Still, communicating the value of collecting data through urban sensors also means articulating compelling, relevant use cases of the data. The value of open data from this smart city infrastructure is less clear unless there are specific examples of how data can be turned into local action:

Pancoast shared several problems that could be identified and illuminated by Array of Things data.
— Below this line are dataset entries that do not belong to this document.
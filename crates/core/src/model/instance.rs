use chrono::{DateTime, Utc};
use serde::{Deserialize, Serialize};

use crate::model::ids::{InstanceId, ParticipationId, SurveyId};
use crate::model::participation::ParticipationState;
use crate::model::question::Question;

/// Lifecycle of a survey instance. Only `Open` instances accept answers.
#[derive(Debug, Clone, Copy, PartialEq, Eq, Serialize, Deserialize)]
#[serde(rename_all = "snake_case")]
pub enum InstanceState {
    Draft,
    Open,
    Closed,
    #[serde(other)]
    Unknown,
}

impl InstanceState {
    #[must_use]
    pub fn as_str(self) -> &'static str {
        match self {
            InstanceState::Draft => "draft",
            InstanceState::Open => "open",
            InstanceState::Closed => "closed",
            InstanceState::Unknown => "unknown",
        }
    }
}

/// A scheduled, time-bounded run of a survey.
#[derive(Debug, Clone, PartialEq, Serialize, Deserialize)]
pub struct SurveyInstance {
    pub id: InstanceId,
    pub title: String,
    #[serde(default)]
    pub description: String,
    pub state: InstanceState,
    #[serde(default)]
    pub creation_date: Option<DateTime<Utc>>,
    #[serde(default)]
    pub closure_date: Option<DateTime<Utc>>,
}

impl SurveyInstance {
    #[must_use]
    pub fn is_open(&self) -> bool {
        self.state == InstanceState::Open
    }
}

/// What the server knows about the current participant and this instance.
#[derive(Debug, Clone, PartialEq, Eq, Serialize, Deserialize)]
pub struct UserStatus {
    #[serde(default)]
    pub is_authenticated: bool,
    #[serde(default = "can_participate_default")]
    pub can_participate: bool,
    #[serde(default)]
    pub participation_state: Option<ParticipationState>,
    #[serde(default)]
    pub participation_id: Option<ParticipationId>,
}

fn can_participate_default() -> bool {
    true
}

impl Default for UserStatus {
    fn default() -> Self {
        Self {
            is_authenticated: false,
            can_participate: true,
            participation_state: None,
            participation_id: None,
        }
    }
}

/// An instance together with its ordered questions.
#[derive(Debug, Clone, PartialEq, Serialize, Deserialize)]
pub struct InstanceSurvey {
    pub instance: SurveyInstance,
    pub questions: Vec<Question>,
    #[serde(default)]
    pub user_status: UserStatus,
}

/// The survey an instance runs, as embedded in instance listings.
#[derive(Debug, Clone, PartialEq, Eq, Serialize, Deserialize)]
pub struct SurveySummary {
    pub id: SurveyId,
    pub title: String,
    #[serde(default)]
    pub description: String,
}

/// One entry of the public listing of instances open for answers.
#[derive(Debug, Clone, PartialEq, Serialize, Deserialize)]
pub struct InstanceSummary {
    pub id: InstanceId,
    pub survey: SurveySummary,
    pub state: InstanceState,
    #[serde(default)]
    pub creation_date: Option<DateTime<Utc>>,
    #[serde(default)]
    pub closure_date: Option<DateTime<Utc>>,
    #[serde(default)]
    pub total_questions: u32,
}

impl InstanceSummary {
    #[must_use]
    pub fn is_open(&self) -> bool {
        self.state == InstanceState::Open
    }
}

/// Participation counters for an instance.
#[derive(Debug, Clone, Copy, PartialEq, Eq, Default, Serialize, Deserialize)]
pub struct InstanceStats {
    #[serde(default)]
    pub total_participations: u32,
    #[serde(default)]
    pub completed_participations: u32,
    #[serde(default)]
    pub total_questions: u32,
}

impl InstanceStats {
    /// Share of participations that were completed, in percent.
    #[must_use]
    pub fn completion_rate(&self) -> f64 {
        if self.total_participations == 0 {
            return 0.0;
        }
        f64::from(self.completed_participations) / f64::from(self.total_participations) * 100.0
    }
}
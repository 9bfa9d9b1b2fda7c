mod resume;
mod save_gate;
mod session;
mod workflow;

pub use resume::ResumeOutcome;
pub use save_gate::{SaveGate, SaveTicket};
pub use session::{PendingSave, ResponseSession};
pub use workflow::{ResponseLoopService, SaveOutcome, StepOutcome};
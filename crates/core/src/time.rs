use chrono::{DateTime, Utc};

/// Source of "now" for save timestamps, swappable in tests.
#[derive(Debug, Clone, Copy, Default)]
pub enum Clock {
    #[default]
    System,
    Fixed(DateTime<Utc>),
}

impl Clock {
    #[must_use]
    pub fn fixed(at: DateTime<Utc>) -> Self {
        Self::Fixed(at)
    }

    #[must_use]
    pub fn now(&self) -> DateTime<Utc> {
        match self {
            Clock::System => Utc::now(),
            Clock::Fixed(t) => *t,
        }
    }
}

/// Deterministic timestamp for tests (2024-03-01T09:00:00Z).
pub const FIXED_TEST_TIMESTAMP: i64 = 1_709_283_600;

/// # Panics
///
/// Panics if the fixed timestamp cannot be represented.
#[must_use]
pub fn fixed_now() -> DateTime<Utc> {
    DateTime::<Utc>::from_timestamp(FIXED_TEST_TIMESTAMP, 0)
        .expect("fixed timestamp should be valid")
}

#[must_use]
pub fn fixed_clock() -> Clock {
    Clock::fixed(fixed_now())
}
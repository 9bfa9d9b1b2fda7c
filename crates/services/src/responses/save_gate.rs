/// Handed out for each partial save; remembers which edits the save covers.
#[derive(Debug, Clone, Copy, PartialEq, Eq)]
pub struct SaveTicket {
    seq: u64,
    revision: u64,
}

impl SaveTicket {
    #[must_use]
    pub fn revision(&self) -> u64 {
        self.revision
    }
}

/// Allows at most one partial save in flight.
///
/// A save requested while another is pending is coalesced into a single follow-up
/// that is issued once the pending one resolves.
#[derive(Debug, Default, Clone, PartialEq, Eq)]
pub struct SaveGate {
    issued: u64,
    in_flight: Option<SaveTicket>,
    queued: bool,
}

impl SaveGate {
    /// Start a save covering edits up to `revision`, or queue one if busy.
    pub fn begin(&mut self, revision: u64) -> Option<SaveTicket> {
        if self.in_flight.is_some() {
            self.queued = true;
            return None;
        }
        self.issued += 1;
        let ticket = SaveTicket {
            seq: self.issued,
            revision,
        };
        self.in_flight = Some(ticket);
        Some(ticket)
    }

    /// Resolve the in-flight save. Returns whether a queued save should follow.
    ///
    /// A failed save drops the queued one; the edits stay dirty and the next
    /// transition retries them.
    pub fn finish(&mut self, ticket: SaveTicket, succeeded: bool) -> bool {
        if self.in_flight != Some(ticket) {
            return false;
        }
        self.in_flight = None;
        let queued = std::mem::take(&mut self.queued);
        queued && succeeded
    }

    #[must_use]
    pub fn is_saving(&self) -> bool {
        self.in_flight.is_some()
    }
}
use std::env;
use std::time::Duration;

use thiserror::Error;
use url::Url;

pub const DEFAULT_API_URL: &str = "http://localhost:8000/api";
pub const DEFAULT_TIMEOUT_SECS: u64 = 15;

#[derive(Debug, Error)]
#[non_exhaustive]
pub enum ApiConfigError {
    #[error("invalid API url: {0}")]
    InvalidUrl(#[from] url::ParseError),
    #[error("unsupported API url scheme: {0}")]
    UnsupportedScheme(String),
    #[error("invalid timeout: {0}")]
    InvalidTimeout(String),
}

/// Where the survey API lives and how long to wait for it.
#[derive(Clone, Debug, PartialEq, Eq)]
pub struct ApiConfig {
    base_url: Url,
    timeout: Duration,
}

impl ApiConfig {
    /// # Errors
    ///
    /// Returns `ApiConfigError` if `base_url` is not an absolute http(s) URL.
    pub fn new(base_url: &str) -> Result<Self, ApiConfigError> {
        let mut url = Url::parse(base_url.trim())?;
        if !matches!(url.scheme(), "http" | "https") {
            return Err(ApiConfigError::UnsupportedScheme(url.scheme().to_owned()));
        }
        // `Url::join` replaces the last segment unless the base ends with a slash.
        if !url.path().ends_with('/') {
            let path = format!("{}/", url.path());
            url.set_path(&path);
        }
        Ok(Self {
            base_url: url,
            timeout: Duration::from_secs(DEFAULT_TIMEOUT_SECS),
        })
    }

    /// Read `SURVEY_API_URL` and `SURVEY_API_TIMEOUT_SECS`, falling back to defaults.
    ///
    /// # Errors
    ///
    /// Returns `ApiConfigError` when a variable is set but invalid.
    pub fn from_env() -> Result<Self, ApiConfigError> {
        let base_url = env::var("SURVEY_API_URL").unwrap_or_else(|_| DEFAULT_API_URL.into());
        let config = Self::new(&base_url)?;
        match env::var("SURVEY_API_TIMEOUT_SECS") {
            Ok(raw) => config.with_timeout_secs(&raw),
            Err(_) => Ok(config),
        }
    }

    #[must_use]
    pub fn with_timeout(mut self, timeout: Duration) -> Self {
        self.timeout = timeout;
        self
    }

    /// # Errors
    ///
    /// Returns `ApiConfigError::InvalidTimeout` for non-numeric or zero values.
    pub fn with_timeout_secs(self, raw: &str) -> Result<Self, ApiConfigError> {
        match raw.trim().parse::<u64>() {
            Ok(secs) if secs > 0 => Ok(self.with_timeout(Duration::from_secs(secs))),
            _ => Err(ApiConfigError::InvalidTimeout(raw.to_owned())),
        }
    }

    #[must_use]
    pub fn base_url(&self) -> &Url {
        &self.base_url
    }

    #[must_use]
    pub fn timeout(&self) -> Duration {
        self.timeout
    }

    /// Resolve a relative endpoint path against the base URL.
    ///
    /// # Errors
    ///
    /// Returns `url::ParseError` if the joined URL is invalid.
    pub fn endpoint(&self, path: &str) -> Result<Url, url::ParseError> {
        self.base_url.join(path.trim_start_matches('/'))
    }
}
use std::sync::Arc;

use dioxus::core::NoOpMutations;
use dioxus::prelude::*;
use dioxus_router::{Routable, Router};

use api::InMemorySurveyApi;
use services::{Clock, ResponseLoopService};
use survey_core::model::{
    InstanceId, InstanceState, InstanceSurvey, OptionId, Question, QuestionId, QuestionKind,
    QuestionOption, SurveyId, SurveyInstance, UserStatus,
};
use survey_core::time::fixed_now;

use crate::context::{UiApp, build_app_context};
use crate::views::survey::SurveyTestHandles;
use crate::views::{FlashBanner, HomeView, ResultsView, SurveyView, use_flash_provider};

pub const TEST_INSTANCE: InstanceId = InstanceId::new(7);
pub const TEST_SURVEY: SurveyId = SurveyId::new(3);

#[derive(Clone)]
struct TestApp {
    instance_id: Option<InstanceId>,
    responses: Arc<ResponseLoopService>,
}

impl UiApp for TestApp {
    fn instance_id(&self) -> Option<InstanceId> {
        self.instance_id
    }

    fn responses(&self) -> Arc<ResponseLoopService> {
        Arc::clone(&self.responses)
    }
}

#[derive(Clone, Copy, PartialEq, Eq)]
pub enum ViewKind {
    Home,
    Survey,
    Results,
}

#[derive(Props, Clone)]
struct ViewHarnessProps {
    app: Arc<TestApp>,
    view: ViewKind,
    survey_handles: SurveyTestHandles,
}

impl PartialEq for ViewHarnessProps {
    fn eq(&self, _other: &Self) -> bool {
        true
    }
}

impl Eq for ViewHarnessProps {}

#[component]
fn ViewRouterHarness(props: ViewHarnessProps) -> Element {
    let app: Arc<dyn UiApp> = props.app.clone();
    use_context_provider(|| build_app_context(&app));
    use_context_provider(|| props.view);
    use_context_provider(|| props.survey_handles.clone());
    use_flash_provider();
    rsx! { Router::<TestRoute> {} }
}

#[derive(Clone, Routable, PartialEq)]
#[rustfmt::skip]
enum TestRoute {
    #[route("/")]
    Root {},
}

#[component]
fn Root() -> Element {
    let view = use_context::<ViewKind>();
    let instance_id = TEST_INSTANCE.value();
    let page = match view {
        ViewKind::Home => rsx! { HomeView {} },
        ViewKind::Survey => rsx! { SurveyView { instance_id } },
        ViewKind::Results => rsx! { ResultsView { survey_id: TEST_SURVEY.value(), instance_id } },
    };
    rsx! {
        FlashBanner {}
        {page}
    }
}

pub struct ViewHarness {
    pub dom: VirtualDom,
    pub api: InMemorySurveyApi,
    pub survey_handles: SurveyTestHandles,
}

impl ViewHarness {
    pub fn rebuild(&mut self) {
        self.dom.rebuild_in_place();
        drive_dom(&mut self.dom);
    }

    pub async fn drive_async(&mut self) {
        let _ = tokio::time::timeout(
            std::time::Duration::from_millis(50),
            self.dom.wait_for_work(),
        )
        .await;
        self.dom.render_immediate(&mut NoOpMutations);
        self.dom.process_events();
    }

    /// Drive until spawned tasks and resources against the in-memory api have resolved.
    pub async fn settle(&mut self) {
        for _ in 0..5 {
            self.drive_async().await;
        }
    }

    pub fn render(&self) -> String {
        dioxus_ssr::render(&self.dom)
    }
}

pub fn drive_dom(dom: &mut VirtualDom) {
    dom.process_events();
    dom.render_immediate(&mut NoOpMutations);
    dom.process_events();
}

/// A text question followed by a single-choice question.
pub fn sample_survey(state: InstanceState) -> InstanceSurvey {
    InstanceSurvey {
        instance: SurveyInstance {
            id: TEST_INSTANCE,
            title: "Team retro".into(),
            description: "How did the sprint go?".into(),
            state,
            creation_date: None,
            closure_date: None,
        },
        questions: vec![
            Question::text(QuestionId::new(1), "What went well?"),
            Question::new(
                QuestionId::new(2),
                "Ship it again?",
                QuestionKind::Single,
                vec![
                    QuestionOption::new(OptionId::new(10), "Yes"),
                    QuestionOption::new(OptionId::new(11), "No"),
                ],
            )
            .expect("valid question"),
        ],
        user_status: UserStatus::default(),
    }
}

pub fn setup_view_harness(view: ViewKind, api: InMemorySurveyApi) -> ViewHarness {
    let responses = Arc::new(ResponseLoopService::new(
        Clock::fixed(fixed_now()),
        Arc::new(api.clone()),
    ));
    let app = Arc::new(TestApp {
        instance_id: Some(TEST_INSTANCE),
        responses,
    });
    let survey_handles = SurveyTestHandles::default();

    let dom = VirtualDom::new_with_props(
        ViewRouterHarness,
        ViewHarnessProps {
            app,
            view,
            survey_handles: survey_handles.clone(),
        },
    );

    ViewHarness {
        dom,
        api,
        survey_handles,
    }
}
use dioxus::prelude::*;

/// A success message that survives a route change.
#[derive(Clone, Debug, PartialEq, Eq)]
pub struct Flash {
    pub message: String,
}

impl Flash {
    #[must_use]
    pub fn success(message: impl Into<String>) -> Self {
        Self {
            message: message.into(),
        }
    }
}

/// Shared slot for the current flash, provided once above the router.
#[derive(Clone, Copy)]
pub struct FlashSlot(Signal<Option<Flash>>);

impl FlashSlot {
    pub fn show(mut self, flash: Flash) {
        self.0.set(Some(flash));
    }

    pub fn dismiss(mut self) {
        self.0.set(None);
    }

    #[must_use]
    pub fn current(&self) -> Option<Flash> {
        self.0.read().clone()
    }
}

pub fn use_flash_provider() -> FlashSlot {
    use_context_provider(|| FlashSlot(Signal::new(None)))
}

/// The flash slot, if a provider sits above the caller.
#[must_use]
pub fn use_flash() -> Option<FlashSlot> {
    try_use_context::<FlashSlot>()
}

#[component]
pub fn FlashBanner() -> Element {
    let Some(slot) = use_flash() else {
        return rsx! {};
    };
    let Some(flash) = slot.current() else {
        return rsx! {};
    };
    rsx! {
        div { class: "flash flash--success", role: "status", id: "flash",
            p { "{flash.message}" }
            button {
                class: "btn btn-secondary",
                r#type: "button",
                onclick: move |_| slot.dismiss(),
                "Dismiss"
            }
        }
    }
}

#[cfg(test)]
mod tests {
    use super::*;

    #[component]
    fn Preset() -> Element {
        use_context_provider(|| {
            FlashSlot(Signal::new(Some(Flash::success("Answers submitted"))))
        });
        rsx! { FlashBanner {} }
    }

    #[test]
    fn banner_renders_the_current_flash() {
        let mut dom = VirtualDom::new(Preset);
        dom.rebuild_in_place();
        let html = dioxus_ssr::render(&dom);
        assert!(html.contains("Answers submitted"), "missing flash in {html}");
        assert!(html.contains("Dismiss"), "missing dismiss in {html}");
    }

    #[test]
    fn banner_is_empty_without_a_provider() {
        let mut dom = VirtualDom::new(FlashBanner);
        dom.rebuild_in_place();
        assert!(!dioxus_ssr::render(&dom).contains("flash"));
    }
}
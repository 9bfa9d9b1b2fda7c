mod listing_vm;
mod response_vm;
mod stats_vm;

pub use listing_vm::{InstanceRowVm, map_open_instances};
pub use response_vm::{
    Notice, OptionVm, QuestionVm, ResponseIntent, ResponseVm, StepMarkerVm, StepMove, open_survey,
};
pub use stats_vm::{StatsVm, map_instance_stats};
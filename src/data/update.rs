//! Download of Bundesbank CPI series into the data directory

use crate::config::{Classification, Language, ParserConfig, Settings};
use crate::error::{CucopyError, Result};
use reqwest::Client;
use std::path::PathBuf;
use std::time::Duration;

const BUNDESBANK_DOWNLOAD_URL: &str =
    "https://www.bundesbank.de/statistic-rmi/StatisticDownload";

/// Bundesbank time series download client (no API key required)
pub struct BundesbankClient {
    client: Client,
    base_url: String,
}

impl BundesbankClient {
    /// Create a new Bundesbank client
    pub fn new() -> Result<Self> {
        let client = Client::builder()
            .timeout(Duration::from_secs(30))
            .user_agent(concat!("rusty-cucopy/", env!("CARGO_PKG_VERSION")))
            .build()
            .map_err(|e| CucopyError::DataSource(format!("Failed to create HTTP client: {}", e)))?;

        Ok(Self {
            client,
            base_url: BUNDESBANK_DOWNLOAD_URL.to_string(),
        })
    }

    /// Point the client at a mirror of the download endpoint
    pub fn with_base_url(mut self, base_url: impl Into<String>) -> Self {
        self.base_url = base_url.into();
        self
    }

    /// Download URL of a series export in `language`'s CSV format
    pub fn series_url(&self, classification: Classification, language: Language) -> String {
        format!(
            "{}?tsId={}&mode=its&its_csvFormat={}&its_currency=default&its_dateFormat=default&its_from=&its_to=",
            self.base_url,
            classification.series_key(),
            language.code()
        )
    }

    /// Fetch a series and store it where [`Settings::series_path`] expects it
    pub async fn download_series(
        &self,
        settings: &Settings,
        classification: Classification,
        language: Language,
    ) -> Result<PathBuf> {
        let url = self.series_url(classification, language);
        log::info!("Downloading {} ({}) from {}", classification, language, url);

        let response = self
            .client
            .get(&url)
            .send()
            .await
            .map_err(|e| CucopyError::DataSource(format!("HTTP request failed: {}", e)))?;

        if !response.status().is_success() {
            return Err(CucopyError::DataSource(format!(
                "Bundesbank returned error: {}",
                response.status()
            )));
        }

        let body = response
            .bytes()
            .await
            .map_err(|e| CucopyError::DataSource(format!("Failed to read response: {}", e)))?;

        let path = settings.series_path(&ParserConfig::for_language(language, classification));
        if let Some(parent) = path.parent() {
            tokio::fs::create_dir_all(parent).await?;
        }
        tokio::fs::write(&path, &body).await?;

        log::info!("Stored {} bytes at {}", body.len(), path.display());
        Ok(path)
    }

    /// Fetch several series one after another. Failures are logged and
    /// reported per series; the remaining series are still fetched.
    pub async fn download_all(
        &self,
        settings: &Settings,
        language: Language,
        classifications: &[Classification],
    ) -> Vec<(Classification, Result<PathBuf>)> {
        let mut outcomes = Vec::with_capacity(classifications.len());
        for &classification in classifications {
            let outcome = self.download_series(settings, classification, language).await;
            if let Err(e) = &outcome {
                log::warn!("Failed to download {}: {}", classification, e);
            }
            outcomes.push((classification, outcome));
        }
        outcomes
    }
}

#[cfg(test)]
mod tests {
    use super::*;
    use tempfile::TempDir;

    #[test]
    fn test_series_url() {
        let client = BundesbankClient::new().unwrap();
        let url = client.series_url(Classification::Energy, Language::En);
        assert!(url.starts_with(BUNDESBANK_DOWNLOAD_URL));
        assert!(url.contains("tsId=BBDP1.M.DE.N.VPI.C.NRGY00.I15.A"));
        assert!(url.contains("its_csvFormat=en"));
    }

    #[test]
    fn test_base_url_override() {
        let client = BundesbankClient::new()
            .unwrap()
            .with_base_url("http://localhost:8080/download");
        let url = client.series_url(Classification::All, Language::De);
        assert!(url.starts_with("http://localhost:8080/download?tsId=BBDP1.M.DE.N.VPI.C.A00000"));
    }

    #[tokio::test]
    async fn test_download_all_reports_each_failure() {
        let dir = TempDir::new().unwrap();
        let settings = Settings::with_data_dir(dir.path());
        // Nothing listens on the discard port, so every request fails fast
        let client = BundesbankClient::new()
            .unwrap()
            .with_base_url("http://127.0.0.1:9/download");

        let wanted = [Classification::All, Classification::Energy];
        let outcomes = client.download_all(&settings, Language::De, &wanted).await;

        assert_eq!(outcomes.len(), 2);
        assert_eq!(outcomes[0].0, Classification::All);
        assert_eq!(outcomes[1].0, Classification::Energy);
        assert!(outcomes
            .iter()
            .all(|(_, outcome)| matches!(outcome, Err(CucopyError::DataSource(_)))));
        assert!(!dir.path().join("de").exists());
    }

    #[tokio::test]
    async fn test_download_all_empty() {
        let dir = TempDir::new().unwrap();
        let settings = Settings::with_data_dir(dir.path());
        let client = BundesbankClient::new().unwrap();
        assert!(client.download_all(&settings, Language::En, &[]).await.is_empty());
    }
}
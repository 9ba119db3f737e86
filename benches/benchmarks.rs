use chrono::NaiveDate;
use criterion::{black_box, criterion_group, criterion_main, Criterion};
use rusty_cucopy::{
    config::Language,
    data::{Granularity, IndexResolver, IndexTable, Period, RegionRow, TableSource},
};

fn world_table(regions: usize) -> IndexTable {
    let mut table = IndexTable::new(Granularity::Annual, Language::En);
    for r in 0..regions {
        let mut row = RegionRow::new(format!("R{:03}", r));
        for year in 1960..2022 {
            let value = if year < 1999 || r % 2 == 0 {
                Some(50.0 + (year - 1960) as f64)
            } else {
                None
            };
            row = row.with_value(Period::annual(year), value);
        }
        if r % 2 == 1 {
            row = row.with_successor("R000", 1999);
        }
        table.insert_row(row);
    }
    table
}

fn world_csv(regions: usize) -> String {
    let mut csv = String::from("\"Data Source\",\"bench\",\n\n\"Last Updated Date\",\"2022-06-30\",\n\n");
    csv.push_str("\"Country Name\",\"Country Code\"");
    for year in 1960..2022 {
        csv.push_str(&format!(",\"{}\"", year));
    }
    csv.push('\n');
    for r in 0..regions {
        csv.push_str(&format!("\"Region {}\",\"R{:03}\"", r, r));
        for year in 1960..2022 {
            csv.push_str(&format!(",\"{}.5\"", year - 1900));
        }
        csv.push('\n');
    }
    csv
}

fn benchmark_resolve(c: &mut Criterion) {
    let resolver = IndexResolver::new(world_table(250));
    let direct = NaiveDate::from_ymd_opt(1990, 6, 1).unwrap();
    let fallback = NaiveDate::from_ymd_opt(2010, 6, 1).unwrap();

    c.bench_function("resolve_direct", |b| {
        b.iter(|| resolver.resolve(black_box("R101"), black_box(direct)))
    });

    c.bench_function("resolve_successor", |b| {
        b.iter(|| resolver.resolve(black_box("R101"), black_box(fallback)))
    });
}

fn benchmark_load(c: &mut Criterion) {
    let csv = world_csv(250);
    let source = TableSource::world(4);

    c.bench_function("load_world_250_regions", |b| {
        b.iter(|| source.load_from_str(black_box(&csv)))
    });
}

criterion_group!(benches, benchmark_resolve, benchmark_load);
criterion_main!(benches);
Some examples:

  • Understanding how exhaust activity at O’Hare impacts surrounding property values
  • Understanding how noise pollution in certain areas of the city should impact zoning
  • Understanding the source of standing water

One specific case highlighted was Albany Park. Albany Park has a high incidences of flooding. If we could watch it, monitor where the water goes, how long it takes to evaporate and see how it correlates to other environmental factors, the problem can be better defined.

Engagement & Participation

Of course, problem identification isn’t enough to catalyze change. Communities have to be involved and empowered to act on the new information. In this light, another main theme from the event was resident engagement: what type of engagement is needed, who to engage with, and how to do it well. Specifically, there was an interest in how Chicagoans might broadly engage with the Array of Things project outside of targeted efforts in schools and youth programs. At Smart Chicago, we are committed to this broad engagement with urban sensing and the Internet of Things.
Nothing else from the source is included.